The smallish (think 'wichcraft sizes and prices) sandwich ($9) is a thing of minimalist porcine beauty. It consists of chunks of ultra-crispy skin and chunks of pork, some rimmed with fat and some not, nestled into the ciabatta roll. It is certainly some extremely tasty pig, but I wanted the pig flesh to have a little more internal moisture, to be a little juicier. Who knows? Maybe that will come with time.
The cooking greens ($5) (either Swiss chard or broccoli rabe) were tender and well-cooked (first blanched and then finished in a sauté pan with garlic and chili oil). I did not do this on either of my visits, but you might want to ask the helpful counterwoman to put the greens on the sandwich. If it's good enough for Tony Luke in Philly it should work here. This may be an Italian-American impulse, but that in and of itself doesn't make it bad. If you want your greens uncooked there's also a very bitter chicory salad with creamy garlic dressing ($6).
The platter ($12) gives you more pork, some greens, and a portion of beans ($5) steamed in the comby oven and then finished in a saute pan with cooked down carrot, celery, and onions. The beans are slightly al dente and maintain their structural integrity, which means they are not quite as creamy and flavorful as I would like.
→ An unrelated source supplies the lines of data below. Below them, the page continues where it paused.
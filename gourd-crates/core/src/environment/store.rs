use log::trace;

use super::StoredBitSet;
use super::StoredInt;
use super::StoredIntVector;
use super::World;
use crate::basic_types::Trail;
use crate::gourd_asserts::gourd_assert_simple;

/// Stamp of a cell which has not been written since its creation. It matches no world, so the
/// initial value is trailed by the first write outside the root.
const FRESH: usize = usize::MAX;

/// A value together with the identifier of the world in which it was last saved to the trail.
#[derive(Clone, Copy, Debug)]
struct Cell<T> {
    value: T,
    stamp: usize,
}

#[derive(Clone, Copy, Debug)]
enum StoredChange {
    Int { index: usize, old: Cell<i64> },
    Word { index: usize, old: Cell<u64> },
}

/// Owner of all backtrackable cells.
///
/// Writes are copy-on-write per cell: the previous value of a cell is trailed at most once per
/// world, so popping a world costs time proportional to the number of distinct cells written in it.
/// Writes at the root world are never trailed, since the root cannot be popped.
#[derive(Clone, Debug, Default)]
pub struct Environment {
    ints: Vec<Cell<i64>>,
    words: Vec<Cell<u64>>,
    trail: Trail<StoredChange>,
    /// Identifiers of the open worlds, excluding the root (which has identifier 0). Identifiers
    /// are never reused, so a stamp left behind by a popped world never matches a later one.
    world_ids: Vec<usize>,
    num_worlds_created: usize,
}

impl Environment {
    pub fn make_int(&mut self, initial_value: i64) -> StoredInt {
        let index = self.new_int_cell(initial_value);
        StoredInt { index }
    }

    pub fn make_int_vector(&mut self, values: impl IntoIterator<Item = i64>) -> StoredIntVector {
        let start = self.ints.len();
        for value in values {
            let _ = self.new_int_cell(value);
        }

        StoredIntVector {
            start,
            len: self.ints.len() - start,
        }
    }

    /// Creates a bitset of `num_bits` bits which are all unset.
    pub fn make_bitset(&mut self, num_bits: usize) -> StoredBitSet {
        self.make_bitset_with(num_bits, std::iter::empty())
    }

    /// Creates a bitset of `num_bits` bits in which exactly the bits of `ones` are set.
    pub fn make_bitset_with(
        &mut self,
        num_bits: usize,
        ones: impl IntoIterator<Item = usize>,
    ) -> StoredBitSet {
        let first_word = self.words.len();
        let num_words = num_bits.div_ceil(64);
        self.words.extend(std::iter::repeat_n(
            Cell {
                value: 0,
                stamp: FRESH,
            },
            num_words,
        ));
        for bit in ones {
            assert!(bit < num_bits, "bit {bit} out of bounds");
            self.words[first_word + bit / 64].value |= 1 << (bit % 64);
        }

        StoredBitSet {
            first_word,
            num_words,
            num_bits,
        }
    }

    /// Open a new world. The returned token identifies the world which was current before the
    /// push.
    pub fn world_push(&mut self) -> World {
        let left = self.current_world();
        self.trail.push_world();
        self.num_worlds_created += 1;
        self.world_ids.push(self.num_worlds_created);
        trace!("pushed {}", self.current_world());
        left
    }

    /// Undo every write of the current world and return to its parent.
    pub fn world_pop(&mut self) {
        gourd_assert_simple!(
            self.trail.current_world() > 0,
            "cannot pop the root world"
        );
        self.restore_to(World {
            depth: self.trail.current_world() - 1,
        });
    }

    /// Pop worlds until `world` is the current world again. Does nothing if `world` is current.
    pub fn restore_to(&mut self, world: World) {
        gourd_assert_simple!(world.depth <= self.trail.current_world());
        if world.depth == self.trail.current_world() {
            return;
        }

        self.world_ids.truncate(world.depth);
        for change in self.trail.restore_to(world.depth) {
            match change {
                StoredChange::Int { index, old } => self.ints[index] = old,
                StoredChange::Word { index, old } => self.words[index] = old,
            }
        }
        trace!("restored to {world}");
    }

    pub fn current_world(&self) -> World {
        World {
            depth: self.trail.current_world(),
        }
    }

    pub(crate) fn read_int(&self, index: usize) -> i64 {
        self.ints[index].value
    }

    pub(crate) fn write_int(&mut self, index: usize, value: i64) {
        let world_id = self.current_world_id();
        let cell = &mut self.ints[index];
        if cell.value == value {
            return;
        }

        if world_id != 0 && cell.stamp != world_id {
            self.trail.push(StoredChange::Int { index, old: *cell });
            cell.stamp = world_id;
        }
        cell.value = value;
    }

    /// Set the value of a cell in the current world and in every world below it, so that no
    /// restore brings back an older value.
    pub(crate) fn overwrite_int(&mut self, index: usize, value: i64) {
        self.ints[index].value = value;
        for change in self.trail.entries_mut() {
            match change {
                StoredChange::Int { index: changed, old } if *changed == index => old.value = value,
                _ => {}
            }
        }
    }

    pub(crate) fn read_word(&self, index: usize) -> u64 {
        self.words[index].value
    }

    pub(crate) fn write_word(&mut self, index: usize, value: u64) {
        let world_id = self.current_world_id();
        let cell = &mut self.words[index];
        if cell.value == value {
            return;
        }

        if world_id != 0 && cell.stamp != world_id {
            self.trail.push(StoredChange::Word { index, old: *cell });
            cell.stamp = world_id;
        }
        cell.value = value;
    }

    fn current_world_id(&self) -> usize {
        self.world_ids.last().copied().unwrap_or(0)
    }

    fn new_int_cell(&mut self, value: i64) -> usize {
        self.ints.push(Cell {
            value,
            stamp: FRESH,
        });
        self.ints.len() - 1
    }

    #[cfg(test)]
    pub(crate) fn trail_len(&self) -> usize {
        self.trail.len()
    }
}

#[cfg(test)]
mod tests {
    use super::*;

    #[test]
    fn cells_are_trailed_once_per_world() {
        let mut env = Environment::default();
        let int = env.make_int(0);

        let _ = env.world_push();
        for value in 1..10 {
            int.write(&mut env, value);
        }

        assert_eq!(1, env.trail_len());
        assert_eq!(9, int.read(&env));
    }

    #[test]
    fn root_writes_are_not_trailed() {
        let mut env = Environment::default();
        let int = env.make_int(0);

        int.write(&mut env, 4);

        assert_eq!(0, env.trail_len());
        assert_eq!(4, int.read(&env));
    }

    #[test]
    fn popping_restores_values_of_nested_worlds() {
        let mut env = Environment::default();
        let int = env.make_int(1);

        let root = env.world_push();
        int.write(&mut env, 2);
        let _ = env.world_push();
        int.write(&mut env, 3);

        env.world_pop();
        assert_eq!(2, int.read(&env));

        let _ = env.world_push();
        int.write(&mut env, 5);
        env.restore_to(root);
        assert_eq!(1, int.read(&env));
        assert_eq!(World::ROOT, env.current_world());
    }

    #[test]
    fn cell_created_inside_world_is_restored_to_initial_value_of_that_world() {
        let mut env = Environment::default();
        let _ = env.world_push();
        let int = env.make_int(7);
        let _ = env.world_push();
        int.write(&mut env, 8);

        env.world_pop();

        assert_eq!(7, int.read(&env));
    }

    #[test]
    fn first_write_in_the_creating_world_is_undone() {
        let mut env = Environment::default();
        let root = env.world_push();
        let int = env.make_int(1);
        let bits = env.make_bitset_with(70, [3, 65]);
        int.write(&mut env, 0);
        bits.remove(&mut env, 65);

        env.restore_to(root);

        assert_eq!(1, int.read(&env));
        assert!(bits.contains(&env, 3));
        assert!(bits.contains(&env, 65));
    }

    #[test]
    fn overwritten_cells_survive_restoring() {
        let mut env = Environment::default();
        let int = env.make_int(0);
        let root = env.world_push();
        int.write(&mut env, 2);
        let _ = env.world_push();
        int.write(&mut env, 3);

        int.overwrite(&mut env, 1);
        env.restore_to(root);

        assert_eq!(1, int.read(&env));
        let _ = env.world_push();
        int.write(&mut env, 5);
        env.world_pop();
        assert_eq!(1, int.read(&env));
    }

    #[test]
    fn cell_created_in_popped_world_is_trailed_in_later_worlds() {
        let mut env = Environment::default();
        let _ = env.world_push();
        let int = env.make_int(1);
        env.world_pop();

        let _ = env.world_push();
        int.write(&mut env, 2);
        env.world_pop();

        assert_eq!(1, int.read(&env));
    }

    #[test]
    fn restoring_to_the_current_world_is_a_no_op() {
        let mut env = Environment::default();
        let int = env.make_int(1);
        let _ = env.world_push();
        int.write(&mut env, 2);

        env.restore_to(env.current_world());

        assert_eq!(2, int.read(&env));
    }

    #[test]
    #[should_panic]
    fn popping_the_root_world_panics() {
        let mut env = Environment::default();
        env.world_pop();
    }
}
//! Backtrackable storage.
//!
//! Every piece of state which has to be undone on backtracking (domains, auxiliary data of
//! propagators, activity flags) lives in cells owned by an [`Environment`]. The environment keeps a
//! stack of worlds; the first write to a cell within a world saves the previous value on the trail,
//! and popping the world writes these values back. Handles such as [`StoredInt`] are plain
//! identifiers which are only meaningful together with the environment that created them.
mod store;
mod stored_bitset;
mod stored_int;
mod stored_int_vector;
mod world;

pub use store::Environment;
pub use stored_bitset::StoredBitSet;
pub use stored_int::StoredInt;
pub use stored_int_vector::StoredIntVector;
pub use world::World;
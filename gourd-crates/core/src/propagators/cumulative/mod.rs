//! The cumulative resource constraint: at every point in time, the total height of the tasks
//! which are running may not exceed the capacity of the resource.
//!
//! The [`CumulativePropagator`] combines two filtering rules, applied until neither prunes further:
//! - time-tabling, which sweeps over the profile of the compulsory parts of the tasks (the interval
//!   `[latest start, earliest completion)` in which a task runs in every schedule) and moves tasks
//!   out of the segments in which they do not fit [1];
//! - optionally, edge finding over task intervals, which compares the energy of a set of tasks with
//!   the energy available in their time window [2].
//!
//! Every task is given by a start, a duration, an end and a height variable, linked by
//! `start + duration = end`.
//!
//! # Bibliography
//! \[1\] A. Schutt, Improving scheduling by learning. University of Melbourne, Department of
//! Computer Science and Software Engineering, 2011.
//!
//! \[2\] P. Vilím, ‘Edge finding filtering algorithm for discrete cumulative resources in
//! O(kn log n)’, in Principles and Practice of Constraint Programming (CP 2009), 2009, pp.
//! 802–816.
mod edge_finding;
mod options;
mod propagator;
mod task;
mod time_table;

pub use options::CumulativeOptions;
pub use propagator::*;
pub use task::ArgTask;

use crate::create_statistics_struct;

create_statistics_struct!(CumulativeStatistics {
    num_calls: u64,
    num_time_table_prunings: u64,
    num_edge_finding_prunings: u64,
    num_overloads: u64,
});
Way better than the beans are the crispy potatoes and burnt ends ($5) , which are tossed with crispy porchetta shards. There's enough pork in an order to get some in every bite. That means it's way better than the peanuts-to-popcorn ratio in a box of Crackerjacks.
If you are not a pig freak, don't worry. Jenkins has put a mozzarella and sun-dried tomato sandwich ($7) on the menu for the likes of you. It's not a mozzarella sandwich for the ages, but it does suffice. And since both the beans and the greens are vegetarian preparations, you can have a pig-free meal at Porchetta pretty easily.
For dessert you can buy a bag of four plain house-baked biscotti ($4) that add very little to the Porchetta experience and don't even satisfy a craving for something sweet to end the meal with.
I think there should be a porchetta sandwich available on every block in NYC (are you listening, Mayor Bloomberg? I would be glad to head up the city's porchetta initiative). At least that's my fantasy. But until my porcine fantasies come true we'll have to make do with visiting Sara Jenkins' tiny storefront. It's not the porchetta sandwich joint of my dreams, but it's still pretty swell.